Psycho Posted October 7, 2019 Share Posted October 7, 2019 I'm working on a project where a user will be able to create custom "surveys" which other users will fill out. Since the questions in the survey will dynamically created, I would think the *proper* way to construct this would be something like this: Questions table: question_id (PK), survey_id (FK), question_text, etc. User Results: result_id (PK), user_id (FK), date_taken, etc. Data Results table: table: data_result_id (PK), result_id (FK), question_id (FK), response, etc. So, the data for a user's response to a survey might look something like this in the data results table data_result_id | result_id | question_id | response 55 4 22 True 56 4 23 Blue 57 4 24 2 58 4 25 Capricorn So all the data is columnar and each user submission is associated based on the result_id. This is all well and good except . . . I think this would make it difficult to create dynamic reports based on responses. E.g. To do something simple such as get all the surveys where the response to question #2 is blue I would have to do something like this: SELECT * FROM data_results WHERE result_id IN ( SELECT result_id FROM user_results JOIN data_results ON user_results.result_id = data_results.result_id WHERE survey_id = 8 AND question_id = "Blue") Doing more in-depth analysis would get even more complicated. Now, if the results were stored in this format it would be much simpler to create/run dynamic reports: result_id | parent | favorite_color | no_of_cars | zodiac_sign 4 True Blue 2 Capricorn Then, I could run just SELECT * FROM survey1_results WHERE favorite_color = "Blue" But that would require processes that are generally considered bad practice: I would have to dynamical create a result table for each survey and I would have to dynamically add/remove columns from that table when the survey is being created/edited. So, is this an instance where having a process for a user to dynamically create tables/fields is the exception that proves the rule or am I overestimating the complexity of the first solution? Not sure which way to go and don't want to code myself into a corner. Quote Link to comment https://forums.phpfreaks.com/topic/309343-suggestion-on-db-schema/ Share on other sites More sharing options...
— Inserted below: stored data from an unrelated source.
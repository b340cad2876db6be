//! Utility functions for server transport
//!
//! This module contains helper functions used across the server transport implementation.

use crate::api::common::frame::MediaFrameType;

/// Get the frame type based on payload type
///
/// This uses a simple heuristic based on common payload type ranges:
/// - 0-34, 96-98: Audio
/// - 35-50, 99-112: Video
/// - Others: Data
pub fn get_frame_type_from_payload_type(payload_type: u8) -> MediaFrameType {
    match payload_type {
        // Common audio payload types
        0..=34 | 96..=98 => MediaFrameType::Audio,
        
        // Common video payload types
        35..=50 | 99..=112 => MediaFrameType::Video,
        
        // Everything else we'll assume is data
        _ => MediaFrameType::Data,
    }
} 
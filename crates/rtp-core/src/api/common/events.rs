//! Event definitions
//!
//! This module defines common event types used by both client and server APIs.

use std::net::SocketAddr;
use crate::api::common::stats::QualityLevel;
use std::time::Duration;
use crate::api::client::transport::VoipMetrics;

/// Media transport event types for notifications
#[derive(Debug, Clone)]
pub enum MediaTransportEvent {
    /// Transport connected successfully
    Connected,
    /// Transport disconnected
    Disconnected,
    /// Network quality changed
    QualityChanged {
        /// The new quality level
        quality: QualityLevel,
    },
    /// New bandwidth estimate available
    BandwidthEstimate {
        /// Estimated available bandwidth in bits per second
        bps: u32,
    },
    /// Remote address changed (e.g., ICE candidate switch)
    RemoteAddressChanged {
        /// The new remote address
        address: SocketAddr,
    },
    /// Media frame received (only used when not using receive_frame directly)
    FrameReceived(crate::api::common::frame::MediaFrame),
    /// Error occurred
    Error(crate::api::common::error::MediaTransportError),
    /// Transport state changed
    StateChanged(String),
    /// Stream ended
    StreamEnded {
        /// Stream SSRC
        ssrc: u32,
        /// Reason for ending
        reason: String,
    },
    /// New stream detected
    NewStream {
        /// Stream SSRC
        ssrc: u32,
    },
    /// RTCP Report with quality statistics
    RtcpReport {
        /// Jitter in milliseconds
        jitter: f64,
        
        /// Packet loss ratio (0.0 - 1.0)
        packet_loss: f64,
        
        /// Round-trip time if available
        round_trip_time: Option<Duration>,
    },
    /// RTCP Application-Defined (APP) packet received
    RtcpAppReceived {
        /// SSRC of the sender
        ssrc: u32,
        
        /// Name of the application (4 ASCII characters)
        name: String,
        
        /// Application-specific data
        data: Vec<u8>,
    },
    /// RTCP Goodbye (BYE) packet received
    RtcpByeReceived {
        /// SSRC that is leaving
        ssrc: u32,
        
        /// Optional reason for leaving
        reason: Option<String>,
    },
    /// RTCP Extended Report (XR) with VoIP metrics received
    RtcpXrVoipMetrics {
        /// The VoIP metrics included in the XR packet
        metrics: VoipMetrics,
    },
}

/// Callback for receiving transport events
pub type MediaEventCallback = Box<dyn Fn(MediaTransportEvent) + Send + Sync>;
requinix Posted October 7, 2019 Share Posted October 7, 2019 You can go the relational/SQL way or the document/NoSQL way. The SQL way is the first version where you normalize everything. Definitely do not have tables with columns according to the question: it sounds nice with your hardcoded example query, but when it comes time for something dynamic you'll have to pick the column names dynamically and that's a sign of Bad Stuff. Yeah, the full query looks worse, but any good database system will be able to handle that very easily. The NoSQL way is to store each result in something like JSON form. It's still indexable, and the query to search is a little less complicated than the relational one, but it's... well, it's not relational. question_id | result ------------+------------------ 4 | { | "answers": { | "22": true, | "23": "Blue", | "24": 2, | "25": "Capricorn" | } | } (that's a hybrid relational/document style, like MySQL or PostgreSQL with JSON columns; true NoSQL doesn't have table columns and the data would be more like { "question_id": 4, "result": { ... } }) Relational works better when you need to set individual values as you go, since with a document the whole thing needs to be rewritten if some part of it changes. The downside is you have to normalize it pretty hard to get a usable schema. But then with documents, your application has to be really sure it's writing data in the proper structure because it's all essentially free-form. Quote Link to comment https://forums.phpfreaks.com/topic/309343-suggestion-on-db-schema/#findComment-1570421 Share on other sites More sharing options...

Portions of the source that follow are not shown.